When viruses infect cells, they hijack the host cells’ survival and replication machineries. Once they are done replicating, the offspring materials form into new viruses, which then escape the host cells and infect new cells. Antiviral treatments are trying to disrupt different points in a virus’ life cycle: entry into the host cell, replication or escape. The problem is that viruses mutate, their genetic material changes randomly but when a mutation results in the virus becoming immune to a treatment, it becomes resistant to that drug and this random mutant can replicate freely. Certain parts of the viral genetic material is too important to mutate – a mutation would result in the virus not being able to continue infection. These parts are called conserved. They often serve very important and specific roles, which prevent them from changing even a little, which makes them good targets for future drugs. Before that, however, these conserved regions and their function have to be identified. This is were I come in! Before new viruses can leave the cell, they need to pack up their genetic material and important proteins into their shells (capsids). This involves short motifs in the genetic material that bind to the capsid units and help make the process specific and efficient. My job is to identify these motifs by developing programs on the computer that would recognize recurring motifs in conserved regions.
My Typical Day
Let’s get down to business – to defeat the viruses!
I come to my office, sit down at my supercomputer (that’s how I think of it), check e-mails and programs I let run before I left the previous working day.

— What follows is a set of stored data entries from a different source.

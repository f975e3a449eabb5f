//! Capacity resolution.
//!
//! Decides which tables take part in a shift's rotation given how many
//! presenters are eligible. The rotation cycle is one slot longer than the
//! table set (the break slot), so with P presenters at most `P - 1` tables
//! can be staffed while still guaranteeing everyone a break. When tables
//! must be dropped, lower floor numbers win.

use crate::models::Table;

/// How the scheduler reacts when there are fewer presenters than tables.
#[derive(Debug, Clone, Copy, Default, PartialEq, Eq)]
pub enum CapacityPolicy {
    /// Shrink the rotation to `max(1, P - 1)` tables, lowest numbers first.
    #[default]
    Graceful,
    /// Refuse to generate, reporting the shortfall.
    Strict,
}

/// Resolves the ordered table subset for one shift's rotation.
///
/// - Zero presenters or zero tables: empty rotation.
/// - `P >= T`: every table, in the order given.
/// - `P < T`: the `max(1, P - 1)` lowest-numbered tables. The single-table
///   floor means one lone presenter still staffs one table, with no break
///   guaranteed.
pub fn tables_in_rotation(presenter_count: usize, tables: &[Table]) -> Vec<Table> {
    if presenter_count == 0 || tables.is_empty() {
        return Vec::new();
    }
    if presenter_count >= tables.len() {
        return tables.to_vec();
    }

    let mut by_number = tables.to_vec();
    by_number.sort_by_key(|t| t.number);
    let keep = (presenter_count - 1).max(1);
    by_number.truncate(keep);

    log::warn!(
        "rotation reduced to {} of {} tables for {} presenters",
        by_number.len(),
        tables.len(),
        presenter_count
    );
    by_number
}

That’s when every day becomes different. Either, I spend it thinking about my problem and how to best approach it, or I spend it fixing bugs in my programs, or running programs that myself or someone else in my group have already developed to gain some insight into the motifs. There is often coffee involved, pacing in the office trying to think why things don’t work, doodling in the white board.
What I'd do with the money
How would you describe yourself in 3 words?
curious, stubborn, silly
Who is your favourite singer or band?
Depends on the mood
What's your favourite food?
What is the most fun thing you've done?
backpacking through China and Japan
What did you want to be after you left school?

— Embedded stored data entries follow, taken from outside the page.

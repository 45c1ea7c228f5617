//! NVS (Non-Volatile Storage) backed durable region.
//!
//! The whole region is kept as one blob. Reads and writes go to an in-memory
//! copy; `commit` stores the copy back to flash.

use crate::describe;
use anyhow::Result;
use esp_idf_svc::nvs::{EspDefaultNvsPartition, EspNvs, NvsDefault};
use log::info;
use sensorcentral_core::config::REGION_LEN;
use sensorcentral_core::{DurableRegion, StorageError};

const NAMESPACE: &str = "sensorcentral";
const REGION_KEY: &str = "region";

pub struct NvsRegion {
    nvs: EspNvs<NvsDefault>,
    bytes: Vec<u8>,
}

impl NvsRegion {
    /// Load the stored blob. A missing or short blob reads as erased flash.
    pub fn open(partition: EspDefaultNvsPartition) -> Result<Self> {
        let nvs = EspNvs::new(partition, NAMESPACE, true)?;
        let mut bytes = vec![0xFF; REGION_LEN];
        let mut buffer = vec![0_u8; REGION_LEN];
        match nvs.get_raw(REGION_KEY, &mut buffer)? {
            Some(stored) => {
                let len = stored.len().min(REGION_LEN);
                bytes[..len].copy_from_slice(&stored[..len]);
            }
            None => info!("No stored settings in NVS, starting from erased region"),
        }
        Ok(Self { nvs, bytes })
    }

    fn check(&self, offset: usize, len: usize) -> Result<(), StorageError> {
        if offset.checked_add(len).map_or(true, |end| end > self.bytes.len()) {
            return Err(StorageError::OutOfBounds {
                offset,
                len,
                region: self.bytes.len(),
            });
        }
        Ok(())
    }
}

impl DurableRegion for NvsRegion {
    fn read(&mut self, offset: usize, buf: &mut [u8]) -> Result<(), StorageError> {
        self.check(offset, buf.len())?;
        buf.copy_from_slice(&self.bytes[offset..offset + buf.len()]);
        Ok(())
    }

    fn write(&mut self, offset: usize, bytes: &[u8]) -> Result<(), StorageError> {
        self.check(offset, bytes.len())?;
        self.bytes[offset..offset + bytes.len()].copy_from_slice(bytes);
        Ok(())
    }

    fn commit(&mut self) -> Result<(), StorageError> {
        self.nvs
            .set_raw(REGION_KEY, &self.bytes)
            .map(|_| ())
            .map_err(|e| StorageError::WriteError(describe(e)))
    }
}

A synthetic chemist who makes drugs, as it turns out I’m good with the theory but no good in the lab, so in the end I became a theoretician or bioinformatician
Were you ever in trouble at school?
What was your favourite subject at school?
Maths and Chemistry
What's the best thing you've done as a scientist?

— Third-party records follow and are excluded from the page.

//! SensorCentral node simulator.
//!
//! Runs the node main loop on the host with simulated sensors and the
//! host's own network as a wired link. Settings persist in a state file,
//! and the configuration pages are served over HTTP.
//!
//! Environment:
//! - `SENSORCENTRAL_STATE` - state file (default `sensorcentral-state.bin`)
//! - `SENSORCENTRAL_HTTP` - web server address (default `0.0.0.0:8080`)
//! - `SENSORCENTRAL_SENSOR` - sensor type written into a fresh state file
//!   (default `DS18B20`)

mod link;
mod sim;
mod web;

use link::{HostLink, RawHttpClient};
use sensorcentral_core::{select_backend, ConfigStore, DeviceIdentity};
use sensorcentral_node::transport::WiredWithLease;
use sensorcentral_node::{
    log_boot_settings, InboundRequest, LoopControl, Node, RequestSource, SystemClock,
};
use sim::FileRegion;
use std::net::SocketAddr;
use std::path::PathBuf;
use std::rc::Rc;
use std::sync::atomic::{AtomicBool, Ordering};
use std::sync::mpsc::{self, Receiver};
use std::sync::Arc;
use std::time::Duration;
use tracing_subscriber::{layer::SubscriberExt, util::SubscriberInitExt};

/// Locally administered address for the simulated board.
const SIMULATED_IDENTITY: DeviceIdentity = DeviceIdentity([0x02, 0x53, 0x43, 0x00, 0x00, 0x01]);

const TICK: Duration = Duration::from_millis(1);
const HALT_HEARTBEAT: Duration = Duration::from_secs(10);
const HALT_POLL: Duration = Duration::from_millis(100);

struct Settings {
    state_file: PathBuf,
    http_addr: SocketAddr,
    sensor_type: String,
}

impl Settings {
    fn from_env() -> anyhow::Result<Self> {
        let var = |name: &str, default: &str| std::env::var(name).unwrap_or_else(|_| default.into());
        Ok(Self {
            state_file: var("SENSORCENTRAL_STATE", "sensorcentral-state.bin").into(),
            http_addr: var("SENSORCENTRAL_HTTP", "0.0.0.0:8080").parse()?,
            sensor_type: var("SENSORCENTRAL_SENSOR", "DS18B20"),
        })
    }
}

/// Request queue shared by every boot of the node.
struct RequestQueue(Rc<Receiver<InboundRequest>>);

impl RequestSource for RequestQueue {
    fn try_next(&mut self) -> Option<InboundRequest> {
        self.0.try_recv().ok()
    }
}

#[tokio::main]
async fn main() -> anyhow::Result<()> {
    tracing_subscriber::registry()
        .with(tracing_subscriber::EnvFilter::new(
            std::env::var("RUST_LOG").unwrap_or_else(|_| "info,sensorcentral_node=debug".into()),
        ))
        .with(tracing_subscriber::fmt::layer())
        .init();

    tracing::info!(
        "SensorCentral simulator {} starting...",
        sensorcentral_protocol::PRODUCT_VERSION
    );
    let settings = Settings::from_env()?;

    let (tx, rx) = mpsc::channel();
    let listener = tokio::net::TcpListener::bind(settings.http_addr).await?;
    tracing::info!("Configuration pages on http://{}/", settings.http_addr);
    let http_handle = tokio::spawn(async move {
        if let Err(e) = axum::serve(listener, web::router(tx)).await {
            tracing::error!("HTTP server error: {}", e);
        }
    });

    let stop = Arc::new(AtomicBool::new(false));
    let node_stop = stop.clone();
    let node_handle = tokio::task::spawn_blocking(move || run_node(&settings, rx, &node_stop));

    tokio::select! {
        _ = tokio::signal::ctrl_c() => {
            tracing::info!("Received Ctrl+C, shutting down...");
        }
        _ = http_handle => {
            tracing::warn!("HTTP server stopped");
        }
        result = node_handle => {
            match result {
                Ok(Err(e)) => tracing::error!("Node stopped: {:#}", e),
                Err(e) => tracing::error!("Node task failed: {}", e),
                Ok(Ok(())) => tracing::warn!("Node stopped"),
            }
        }
    }

    stop.store(true, Ordering::Relaxed);
    tracing::info!("Shutdown complete");
    Ok(())
}

/// Boot the node, run it, and boot again whenever it asks for a restart.
fn run_node(settings: &Settings, rx: Receiver<InboundRequest>, stop: &AtomicBool) -> anyhow::Result<()> {
    let requests = Rc::new(rx);
    let mut region = FileRegion::open(&settings.state_file)?;
    tracing::info!("State file: {}", region.path().display());

    loop {
        let fresh = region.is_fresh();
        let mut store = ConfigStore::new(region);
        let mut config = store.load_configuration();
        if fresh {
            config.sensor_type = settings.sensor_type.clone();
            store.save_configuration(&config)?;
        }
        log_boot_settings(&config, None);

        let transport = match WiredWithLease::boot(HostLink::new(SIMULATED_IDENTITY), RawHttpClient) {
            Ok(transport) => transport,
            Err(e) => {
                tracing::error!("Boot failed: {}", e);
                halt(stop);
                return Ok(());
            }
        };
        let backend = select_backend(
            &config.sensor_type,
            &SIMULATED_IDENTITY,
            sim::simulated_hardware(),
        );

        let mut node = Node::new(transport, store, config, None, backend, SystemClock::new())
            .with_requests(Box::new(RequestQueue(requests.clone())));

        loop {
            if stop.load(Ordering::Relaxed) {
                return Ok(());
            }
            if node.tick() == LoopControl::Restart {
                break;
            }
            std::thread::sleep(TICK);
        }

        tracing::info!("Restarting node");
        region = node.into_region();
    }
}

/// Boot failures leave the node idle, as the board would.
fn halt(stop: &AtomicBool) {
    let mut idle = HALT_HEARTBEAT;
    while !stop.load(Ordering::Relaxed) {
        if idle >= HALT_HEARTBEAT {
            tracing::warn!("Node halted");
            idle = Duration::ZERO;
        }
        std::thread::sleep(HALT_POLL);
        idle += HALT_POLL;
    }
}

I developed my own alignment algorithm. It wasn’t very good but I was so proud of myself being new to the field.
What or who inspired you to become a scientist?
I wanted to do something meaningful and I was good at biology and chemistry so research it was!
If you weren't a scientist, what would you be?
Maybe own a vegan food truck and tour through Europe with my family
If you had 3 wishes for yourself what would they be? - be honest!
1) Enough money not to have to worry 2) More time in the day to do work and spend time with my family 3) fast travel through space to visit family and friends in other countries more often
Tell us a joke.
Help! I’m diene!